───── DATASET RECORDS ─────

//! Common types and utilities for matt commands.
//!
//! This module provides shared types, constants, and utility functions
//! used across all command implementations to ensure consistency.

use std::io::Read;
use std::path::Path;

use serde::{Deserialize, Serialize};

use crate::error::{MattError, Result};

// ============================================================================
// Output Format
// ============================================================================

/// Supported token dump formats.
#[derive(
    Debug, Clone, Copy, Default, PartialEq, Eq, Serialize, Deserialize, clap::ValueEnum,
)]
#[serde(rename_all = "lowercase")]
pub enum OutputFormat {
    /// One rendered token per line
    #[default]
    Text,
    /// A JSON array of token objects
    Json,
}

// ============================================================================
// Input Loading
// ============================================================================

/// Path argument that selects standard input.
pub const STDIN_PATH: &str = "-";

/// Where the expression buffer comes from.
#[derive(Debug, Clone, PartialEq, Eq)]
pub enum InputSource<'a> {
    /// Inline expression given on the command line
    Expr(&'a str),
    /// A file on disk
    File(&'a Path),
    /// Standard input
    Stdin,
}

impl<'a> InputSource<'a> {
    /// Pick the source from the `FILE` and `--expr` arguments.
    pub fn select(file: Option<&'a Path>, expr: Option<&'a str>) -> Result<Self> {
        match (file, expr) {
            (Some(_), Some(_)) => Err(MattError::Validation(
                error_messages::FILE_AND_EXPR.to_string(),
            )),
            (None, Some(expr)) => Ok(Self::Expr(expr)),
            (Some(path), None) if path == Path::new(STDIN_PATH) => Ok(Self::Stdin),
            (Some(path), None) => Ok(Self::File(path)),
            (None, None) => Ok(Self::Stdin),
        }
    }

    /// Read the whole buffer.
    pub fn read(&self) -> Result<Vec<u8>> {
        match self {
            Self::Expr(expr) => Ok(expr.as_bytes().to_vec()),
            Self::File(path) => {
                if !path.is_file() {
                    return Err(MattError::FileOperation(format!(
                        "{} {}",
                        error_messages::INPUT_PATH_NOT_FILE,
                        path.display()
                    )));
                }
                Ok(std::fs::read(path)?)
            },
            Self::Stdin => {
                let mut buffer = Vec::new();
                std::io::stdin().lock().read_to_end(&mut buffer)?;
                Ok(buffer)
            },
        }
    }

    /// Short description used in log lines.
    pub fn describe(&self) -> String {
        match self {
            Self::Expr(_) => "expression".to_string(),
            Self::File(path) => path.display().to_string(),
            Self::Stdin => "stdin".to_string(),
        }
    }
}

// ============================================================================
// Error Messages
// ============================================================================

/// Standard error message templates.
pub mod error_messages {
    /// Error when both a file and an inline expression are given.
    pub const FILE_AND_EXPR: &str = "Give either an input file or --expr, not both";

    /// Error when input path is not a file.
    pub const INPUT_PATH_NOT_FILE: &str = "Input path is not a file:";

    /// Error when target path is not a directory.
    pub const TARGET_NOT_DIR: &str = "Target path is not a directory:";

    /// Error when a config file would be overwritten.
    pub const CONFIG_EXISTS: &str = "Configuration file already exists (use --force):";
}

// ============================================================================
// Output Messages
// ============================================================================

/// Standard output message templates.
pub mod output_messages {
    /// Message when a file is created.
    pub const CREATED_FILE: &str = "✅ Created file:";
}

─────
───── DATASET RECORDS ─────

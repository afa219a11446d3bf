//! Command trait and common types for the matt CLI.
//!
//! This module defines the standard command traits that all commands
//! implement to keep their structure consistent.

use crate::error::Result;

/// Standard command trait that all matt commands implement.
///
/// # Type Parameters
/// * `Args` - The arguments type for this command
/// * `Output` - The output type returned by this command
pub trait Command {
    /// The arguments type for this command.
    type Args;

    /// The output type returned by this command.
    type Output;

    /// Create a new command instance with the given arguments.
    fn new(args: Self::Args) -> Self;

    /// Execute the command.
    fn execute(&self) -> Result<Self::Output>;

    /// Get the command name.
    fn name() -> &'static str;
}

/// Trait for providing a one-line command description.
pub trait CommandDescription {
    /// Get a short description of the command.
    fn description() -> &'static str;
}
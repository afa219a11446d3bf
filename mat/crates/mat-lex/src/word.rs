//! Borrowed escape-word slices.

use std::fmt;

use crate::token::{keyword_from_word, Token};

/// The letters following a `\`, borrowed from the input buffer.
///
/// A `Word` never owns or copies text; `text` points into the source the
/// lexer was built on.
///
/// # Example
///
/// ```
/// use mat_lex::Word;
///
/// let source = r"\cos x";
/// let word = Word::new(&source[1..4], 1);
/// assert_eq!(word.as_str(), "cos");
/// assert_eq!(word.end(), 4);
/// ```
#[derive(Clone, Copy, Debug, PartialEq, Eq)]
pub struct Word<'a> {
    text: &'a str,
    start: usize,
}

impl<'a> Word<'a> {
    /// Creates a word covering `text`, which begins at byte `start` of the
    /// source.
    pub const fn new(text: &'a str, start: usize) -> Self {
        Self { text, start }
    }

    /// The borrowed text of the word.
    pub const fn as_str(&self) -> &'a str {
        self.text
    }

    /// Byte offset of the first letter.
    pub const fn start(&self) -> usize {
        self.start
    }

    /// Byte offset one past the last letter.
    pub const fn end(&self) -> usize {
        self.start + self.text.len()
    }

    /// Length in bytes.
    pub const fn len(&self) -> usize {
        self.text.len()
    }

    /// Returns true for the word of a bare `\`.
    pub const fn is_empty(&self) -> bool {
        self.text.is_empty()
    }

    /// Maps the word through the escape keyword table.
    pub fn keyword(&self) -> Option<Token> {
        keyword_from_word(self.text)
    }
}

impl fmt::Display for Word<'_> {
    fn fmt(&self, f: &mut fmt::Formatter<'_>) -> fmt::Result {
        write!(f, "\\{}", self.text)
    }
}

─────

> _EXERCISE REQUIREMENTS_: Reproduce verbatim the lines above, from the line with "use crate::error::Result;" through the line with "pub const fn end(&self)".

> _SOLUTION TO THIS PROBLEM_:
use crate::error::Result;

/// Standard command trait that all matt commands implement.
///
/// # Type Parameters
/// * `Args` - The arguments type for this command
/// * `Output` - The output type returned by this command
pub trait Command {
    /// The arguments type for this command.
    type Args;

    /// The output type returned by this command.
    type Output;

    /// Create a new command instance with the given arguments.
    fn new(args: Self::Args) -> Self;

    /// Execute the command.
    fn execute(&self) -> Result<Self::Output>;

    /// Get the command name.
    fn name() -> &'static str;
}

/// Trait for providing a one-line command description.
pub trait CommandDescription {
    /// Get a short description of the command.
    fn description() -> &'static str;
}
repository afa219a11446d3bf
filename mat/crates/mat-lex/src/word.rs
//! Borrowed escape-word slices.

use std::fmt;

use crate::token::{keyword_from_word, Token};

/// The letters following a `\`, borrowed from the input buffer.
///
/// A `Word` never owns or copies text; `text` points into the source the
/// lexer was built on.
///
/// # Example
///
/// ```
/// use mat_lex::Word;
///
/// let source = r"\cos x";
/// let word = Word::new(&source[1..4], 1);
/// assert_eq!(word.as_str(), "cos");
/// assert_eq!(word.end(), 4);
/// ```
#[derive(Clone, Copy, Debug, PartialEq, Eq)]
pub struct Word<'a> {
    text: &'a str,
    start: usize,
}

impl<'a> Word<'a> {
    /// Creates a word covering `text`, which begins at byte `start` of the
    /// source.
    pub const fn new(text: &'a str, start: usize) -> Self {
        Self { text, start }
    }

    /// The borrowed text of the word.
    pub const fn as_str(&self) -> &'a str {
        self.text
    }

    /// Byte offset of the first letter.
    pub const fn start(&self) -> usize {
        self.start
    }

    /// Byte offset one past the last letter.
    pub const fn end(&self) -> usize {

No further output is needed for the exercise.